At a recent seminar, Dr. Michael Nelson, DC reported the case of a patient with patellar tracking dysfunction. After imaging, he successfully eliminated the problem. How did he do this? By thinking “upstream.” “There was no problem at the knee” Dr. Nelson pointed out, “just consequences.” He achieved success by treating the hip joint and gluteals.
This is a typical situation among female athletes. It’s not “weak knees” or patellar tracking that is the problem. It has to do with the relative difference in pelvic angle (from males) that makes it particularly vulnerable. These common issues may find resolution by examining the relationship from the problem area to the upstream structures. For example, a man who had experienced some success with laser therapy for diabetic neuropathy in his feet, asked his podiatrist if laser could help his “uncurable” gastroparesis. He was referred to Virginia based chiropractor Dr. Sherron Marquina. Within 12 laser treatments he states that the symptoms of constant nausea and abdominal pain disappeared. Pain that had been there for years. Pain his other practitioners had ruled as incurable. And what were Dr. Marquina’s treatment targets? The nerve roots of the thoracic spine and vagus nerve. Astonished, he asked if the relief was permanent. The doctor assured him, “If you want the symptoms to return, just maintain your current diet and lifestyle.” Meaning that despite restoring neural function, other upstream lifestyle factors (like diet, sleep, stress the patient had reported earlier) were certain to recreate the neuropathy if not addressed.
Just Keep Swimming
Both physicians recognized that the symptoms were a voice, not the source, of the problem. “Going upstream” with a patient means looking at the potential of more proximal or distal structures or mechanisms that might be creating the symptoms. Patients question “How do I treat my XYZ?” often wondering “How long?” and ” How many treatments?” Physicians are schooled to respond to symptoms for effective resolution, especially when treating acute presentations. However, chronic, recurrent or persistent conditions require a different strategy, not necessarily a specific protocol.

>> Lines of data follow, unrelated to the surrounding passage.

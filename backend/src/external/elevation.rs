//! Elevation and terrain slope client
//!
//! Samples a five-point cross around the query point (±200 m in the
//! cardinal directions) and derives the slope from the elevation
//! gradient. The primary provider accepts a batch GET; the secondary
//! accepts a batch POST; a regional table covers total outage.

use reqwest::Client;
use serde::{Deserialize, Serialize};
use shared::FeatureSource;

/// Cardinal sample offset from the centre point, metres
const STENCIL_OFFSET_M: f64 = 200.0;

/// Metres per degree of latitude
const METRES_PER_DEGREE: f64 = 111_320.0;

/// Slope assigned when only the regional table is available
const FALLBACK_SLOPE_DEG: f64 = 2.0;

/// Resolved elevation and slope with provenance
#[derive(Debug, Clone, Copy)]
pub struct TerrainReading {
    pub elevation_m: f64,
    pub slope_degrees: f64,
    pub source: FeatureSource,
}

/// Elevation API client with a primary/secondary provider chain
#[derive(Clone)]
pub struct ElevationClient {
    client: Client,
    base_url: String,
    api_key: String,
    fallback_url: String,
}

#[derive(Debug, Deserialize)]
struct BatchGetResponse {
    status: Option<String>,
    results: Vec<ElevationResult>,
}

#[derive(Debug, Deserialize)]
struct BatchPostResponse {
    results: Vec<ElevationResult>,
}

#[derive(Debug, Deserialize)]
struct ElevationResult {
    elevation: f64,
}

#[derive(Debug, Serialize)]
struct BatchPostRequest {
    locations: Vec<PostLocation>,
}

#[derive(Debug, Serialize)]
struct PostLocation {
    latitude: f64,
    longitude: f64,
}

impl ElevationClient {
    /// Create a new ElevationClient
    pub fn new(base_url: String, api_key: String, fallback_url: String) -> Self {
        Self {
            client: Client::new(),
            base_url,
            api_key,
            fallback_url,
        }
    }

    /// Fetch elevation and slope for a point. Never fails: the regional
    /// table backs the provider chain.
    pub async fn fetch_terrain(&self, lat: f64, lng: f64) -> TerrainReading {
        let points = stencil_points(lat, lng);

        let elevations = if !self.api_key.is_empty() {
            match self.batch_primary(&points).await {
                Ok(elevations) => Some(elevations),
                Err(e) => {
                    tracing::warn!("primary elevation batch failed ({e})");
                    None
                }
            }
        } else {
            None
        };

        let elevations = match elevations {
            Some(e) => Some(e),
            None => match self.batch_secondary(&points).await {
                Ok(elevations) => Some(elevations),
                Err(e) => {
                    tracing::warn!("secondary elevation batch failed ({e}), using region estimate");
                    None
                }
            },
        };

        match elevations {
            Some(elevations) => {
                let slope = slope_from_stencil(&elevations);
                tracing::info!(
                    "elevation: {:.1}m slope: {slope:.1}° (lat={lat}, lng={lng})",
                    elevations[0]
                );
                TerrainReading {
                    elevation_m: elevations[0],
                    slope_degrees: slope,
                    source: FeatureSource::Live,
                }
            }
            None => TerrainReading {
                elevation_m: estimate_elevation(lat, lng),
                slope_degrees: FALLBACK_SLOPE_DEG,
                source: FeatureSource::RegionalEstimate,
            },
        }
    }

    /// Primary provider: batch GET with `|`-separated locations.
    async fn batch_primary(&self, points: &[(f64, f64); 5]) -> anyhow::Result<[f64; 5]> {
        let locations = points
            .iter()
            .map(|(lat, lng)| format!("{lat},{lng}"))
            .collect::<Vec<_>>()
            .join("|");

        let response = self
            .client
            .get(&self.base_url)
            .query(&[("locations", locations.as_str()), ("key", &self.api_key)])
            .send()
            .await?
            .error_for_status()?;

        let data: BatchGetResponse = response.json().await?;
        if data.status.as_deref() != Some("OK") {
            anyhow::bail!("primary elevation status {:?}", data.status);
        }
        collect_five(data.results)
    }

    /// Secondary provider: batch POST with a JSON location list.
    async fn batch_secondary(&self, points: &[(f64, f64); 5]) -> anyhow::Result<[f64; 5]> {
        let payload = BatchPostRequest {
            locations: points
                .iter()
                .map(|&(latitude, longitude)| PostLocation {
                    latitude,
                    longitude,
                })
                .collect(),
        };

        let response = self
            .client
            .post(&self.fallback_url)
            .json(&payload)
            .send()
            .await?
            .error_for_status()?;

        let data: BatchPostResponse = response.json().await?;
        collect_five(data.results)
    }
}

fn collect_five(results: Vec<ElevationResult>) -> anyhow::Result<[f64; 5]> {
    if results.len() != 5 {
        anyhow::bail!("expected 5 elevations, got {}", results.len());
    }
    let mut elevations = [0.0; 5];
    for (slot, result) in elevations.iter_mut().zip(results) {
        *slot = result.elevation;
    }
    Ok(elevations)
}

/// The five sample points in provider order: centre, north, south,
/// east, west. Offsets are ±200 m converted to degrees at this latitude.
pub fn stencil_points(lat: f64, lng: f64) -> [(f64, f64); 5] {
    let d_lat = STENCIL_OFFSET_M / METRES_PER_DEGREE;
    // Longitude degrees shrink with latitude; degenerate at the poles
    let d_lng = STENCIL_OFFSET_M / (METRES_PER_DEGREE * lat.to_radians().cos().max(1e-6));
    [
        (lat, lng),
        (lat + d_lat, lng),
        (lat - d_lat, lng),
        (lat, lng + d_lng),
        (lat, lng - d_lng),
    ]
}

/// Slope in degrees from the `[centre, n, s, e, w]` elevations: the
/// cardinal gradients over the 400 m spans, combined and converted.
pub fn slope_from_stencil(elevations: &[f64; 5]) -> f64 {
    let (n, s, e, w) = (elevations[1], elevations[2], elevations[3], elevations[4]);
    let dz_dx = (e - w) / (2.0 * STENCIL_OFFSET_M);
    let dz_dy = (n - s) / (2.0 * STENCIL_OFFSET_M);
    let gradient = (dz_dx * dz_dx + dz_dy * dz_dy).sqrt();
    round2(gradient.atan().to_degrees())
}

/// Regional elevation estimate (m) for total provider outage.
pub fn estimate_elevation(lat: f64, lng: f64) -> f64 {
    if (28.0..=40.0).contains(&lat) && (75.0..=105.0).contains(&lng) {
        3500.0 // Himalayas
    } else if (8.0..=37.0).contains(&lat) && (68.0..=97.0).contains(&lng) {
        400.0 // Indian subcontinent
    } else if (-55.0..=10.0).contains(&lat) && (-80.0..=-60.0).contains(&lng) {
        1500.0 // Andes
    } else if (30.0..=60.0).contains(&lat) && (-125.0..=-90.0).contains(&lng) {
        700.0 // North America
    } else if (44.0..=48.0).contains(&lat) && (6.0..=16.0).contains(&lng) {
        1200.0 // Alps
    } else {
        150.0 // Coastal / lowland default
    }
}

fn round2(v: f64) -> f64 {
    (v * 100.0).round() / 100.0
}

So, what’s the “protocol” for a chronic condition? First, check the patient for possible “upstream” factors. This is especially important when a chronic condition has been minimally responsive to previous treatments. Upstream joints and associated structures, as well as nerve roots, are typically the first “suspects” in all chronic conditions. Also, consider the metabolic function. It is often deranged due to chronic inflammation and that will tend towards dysregulating the microbiome and/or medulla. Finally, establishing a change in lifestyle that supports healthy metabolic functioning will be crucial in maintaining effective resolution.